It is commonly likened to shuffleboard on ice. The truth is, Scottish-inspired curling, which Ogden will host in the 2002 Winter Games, is philosophically more akin to bowling.

"We are glad to be part of the Olympics experience, and we see curling as a chance to host a major venue," said Ogdenite Jim Schreiber, director of The Ice Sheet. "But we have a lot of work to do over the next four years to educate the public and to generate the respect the sport deserves."Curling is "a social participation sport," observed Canadian journalist Paul Chapman, who covers the Olympic event for a curling-frenzied Canadian audience. "In fact, that's what curling is all about in Canada. You play a couple of ends (similar to an inning in baseball), then go sit down and drink a little bit, then play a couple more ends, then drink some more."

It's a lunch-pail-packing, common-mankind sport where everyone can play, from little kids to grandparents. Like golf, the skill involved is far more mental than it is physical.

But despite extensive media attention at the 1998 Winter Games - including the fact that Dave Letterman's mother offers commentary from the curling venue - the sport of curling suffers from an inferiority complex.

Ogden officials are certainly conscious of the fact that Americans, particularly those in the West, do not have a clue about curling. There is certainly skepticism among curling aficionados about whether Utah's 2,500-seat facility will sell out during the 2002 curling event.

"I think, I hope, we will have bigger crowds than here (in Ka-rui-za-wa) because we are counting on the Canadians to come down," Schreiber said. "And we are counting on all those displaced curlers in Utah to spread the word."

But the sport faces an uphill battle in Utah. It is not the most exciting sport in the world to watch. The uniforms are bland. Many participants are not the greatest physical specimens.

And curling is just not something you do on a Saturday afternoon in Utah.

In fact, The Ice Sheet will be the only curling sheet in the Rocky Mountain area, and only the third in the entire western United States.

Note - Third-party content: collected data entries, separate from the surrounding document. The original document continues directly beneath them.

//! Task repository: the server's only path to the `Task` table.
//!
//! Every operation is a single statement, so statement-level atomicity from
//! SQLite is all the coordination needed. Calls are async for the caller; the
//! blocking SQLite work runs on tokio's blocking pool.
//!
//! A missing row is an ordinary outcome here. Lookups return `Option`, writes
//! return [`WriteOutcome`], and deleting a missing row succeeds.
//!
//! ## Usage
//!
//! ```rust,no_run
//! use std::sync::Arc;
//! use tasklist::db::{db::Db, tasks::Tasks};
//! use tasklist::libs::{clock::SystemClock, task::Task};
//!
//! # async fn demo() -> anyhow::Result<()> {
//! let tasks = Tasks::new(Db::in_memory()?, Arc::new(SystemClock));
//! let id = tasks.create(&Task::new("Buy milk")).await?;
//! let important = tasks.list(Some("important")).await?;
//! # Ok(())
//! # }
//! ```

use super::db::Db;
use crate::libs::clock::Clock;
use crate::libs::error::{FieldError, TaskError, WriteOutcome};
use crate::libs::filter::filter_by_name;
use crate::libs::messages::Message;
use crate::libs::task::{StoredRow, Task};
use chrono::Datelike;
use rusqlite::{params, params_from_iter, Connection, OptionalExtension};
use std::sync::Arc;

const INSERT_TASK: &str = "INSERT INTO Task (description, privateTask, important, projectName, deadline, completed) VALUES (?1, ?2, ?3, ?4, DATETIME(?5), ?6)";
const UPDATE_TASK: &str = "UPDATE Task SET description = ?1, privateTask = ?2, important = ?3, projectName = ?4, deadline = DATETIME(?5), completed = ?6 WHERE taskId = ?7";
const SET_COMPLETED: &str = "UPDATE Task SET completed = 1 WHERE taskId = ?1";
const DELETE_TASK: &str = "DELETE FROM Task WHERE taskId = ?1";
const SELECT_TASKS: &str =
    "SELECT taskId, description, privateTask, important, projectName, deadline, completed FROM Task";
const WHERE_ID: &str = "WHERE taskId = ?1";
const ORDER_BY_ID: &str = "ORDER BY taskId";

#[derive(Clone)]
pub struct Tasks {
    db: Db,
    clock: Arc<dyn Clock>,
}

impl Tasks {
    pub fn new(db: Db, clock: Arc<dyn Clock>) -> Self {
        Self { db, clock }
    }

    /// Inserts the task and returns the id SQLite assigned. Any `id` already
    /// on `task` is ignored.
    pub async fn create(&self, task: &Task) -> Result<i64, TaskError> {
        storable(task)?;
        let params = task.to_params();
        self.run("create", move |conn| {
            conn.execute(INSERT_TASK, params_from_iter(params))?;
            Ok(conn.last_insert_rowid())
        })
        .await
    }

    pub async fn get_by_id(&self, id: i64) -> Result<Option<Task>, TaskError> {
        self.run("get_by_id", move |conn| {
            let row = conn
                .query_row(&format!("{} {}", SELECT_TASKS, WHERE_ID), params![id], StoredRow::read)
                .optional()?;
            row.map(Task::from_row).transpose()
        })
        .await
    }

    /// Loads every task, then narrows the list when `filter` names one of the
    /// five views. Any other value leaves the list unfiltered.
    pub async fn list(&self, filter: Option<&str>) -> Result<Vec<Task>, TaskError> {
        let tasks = self
            .run("list", |conn| {
                let mut stmt = conn.prepare(&format!("{} {}", SELECT_TASKS, ORDER_BY_ID))?;
                let rows = stmt.query_map([], StoredRow::read)?;

                let mut tasks = Vec::new();
                for row in rows {
                    tasks.push(Task::from_row(row?)?);
                }
                Ok(tasks)
            })
            .await?;

        Ok(filter_by_name(tasks, filter, self.clock.now()))
    }

    /// Replaces every mutable field of task `id`.
    pub async fn update(&self, id: i64, task: &Task) -> Result<WriteOutcome, TaskError> {
        storable(task)?;
        let mut params = task.to_params();
        params.push(id.into());
        self.run("update", move |conn| {
            let affected = conn.execute(UPDATE_TASK, params_from_iter(params))?;
            Ok(outcome(affected))
        })
        .await
    }

    /// Marks task `id` as completed. There is no way back to "open" through
    /// this call; repeating it is harmless.
    pub async fn set_completed(&self, id: i64) -> Result<WriteOutcome, TaskError> {
        self.run("set_completed", move |conn| {
            let affected = conn.execute(SET_COMPLETED, params![id])?;
            Ok(outcome(affected))
        })
        .await
    }

    pub async fn delete(&self, id: i64) -> Result<(), TaskError> {
        self.run("delete", move |conn| {
            conn.execute(DELETE_TASK, params![id])?;
            Ok(())
        })
        .await
    }

    async fn run<T, F>(&self, operation: &'static str, f: F) -> Result<T, TaskError>
    where
        T: Send + 'static,
        F: FnOnce(&Connection) -> Result<T, TaskError> + Send + 'static,
    {
        let db = self.db.clone();
        let result = tokio::task::spawn_blocking(move || db.with_conn(f))
            .await
            .unwrap_or_else(|e| Err(TaskError::Persistence(format!("storage worker failed: {}", e))));

        match &result {
            Err(TaskError::MalformedRow(details)) => {
                tracing::error!(operation, "{}", Message::MalformedRow(details.clone()))
            }
            Err(e) => tracing::error!(operation, "{}", Message::PersistenceFailed(operation, e.to_string())),
            Ok(_) => {}
        }
        result
    }
}

/// `DATETIME()` yields NULL outside years 0000-9999, which would drop the
/// deadline without an error.
fn storable(task: &Task) -> Result<(), TaskError> {
    match task.deadline {
        Some(deadline) if !(0..=9999).contains(&deadline.year()) => Err(TaskError::Validation(vec![FieldError::new(
            "deadline",
            format!("Year {} cannot be stored", deadline.year()),
        )])),
        _ => Ok(()),
    }
}

fn outcome(affected: usize) -> WriteOutcome {
    if affected == 0 {
        WriteOutcome::NotFound
    } else {
        WriteOutcome::Applied
    }
}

"We have our work cut out for us," Schreiber said, adding the town fathers advocate an aggressive plan designed to involve Utah youths in the sport, to conduct a variety of curling clinics and to open the facility for training to Midwestern clubs and maybe even some from Utah.

The facility could even host competitions to drum up local interest prior to the Games.

"Curling will definitely be higher profile in 2002," he said. "Not just because of the Canadians but because of what we do as a city to promote it."

Patzke was hired by the U.S. Curling Association 18 months ago to promote the sport nationally, and part of that promotion will be to create an awareness of the sport for the 2002 Games. "Everything helps. The Letterman show, the features like this one. The Olympics created a window for people to hear about us, and we'll take it," he said.

Maybe, just maybe, they will create enough of a buzz they can hook some corporate sponsorship (the U.S. curling team has only Land's End as a corporate sponsor) and raise enough money where team members can do serious training. And there is hope that curling championships can land a television contract of some kind.

Part of the strategy for drumming up media attention leading up to the 2002 Games will be to expose people to the U.S. curlers, a campaign that will undoubtedly emphasize the blue-collar appeal of the athletes - a direct contrast to the pampered stars of elite Olympic sports like figure skating and downhill skiing.

"These are regular people who get up every morning and go to work at regular jobs," Schreiber said. "And you won't find any athletes who are more passionate about their sport. Curlers are one big family wherever you go in the world. They are the best people."

In many respects, curling shares a lot in common with Salt Lake City. Just as Salt Lake City is using the Olympics as a means to validate itself as an international city, curling is using the Olympics to validate its existence as a sport.

While curling is little known in the United States - only 15,000 Americans participate, most of them in Minnesota, Wisconsin and Michigan - it's well known in the Canadian heartland where 1.2 million Canucks participate.

Although curling has been an Olympic demonstration sport off and on since 1924, the Winter Games in Nagano are the first time curling has been an official medal sport.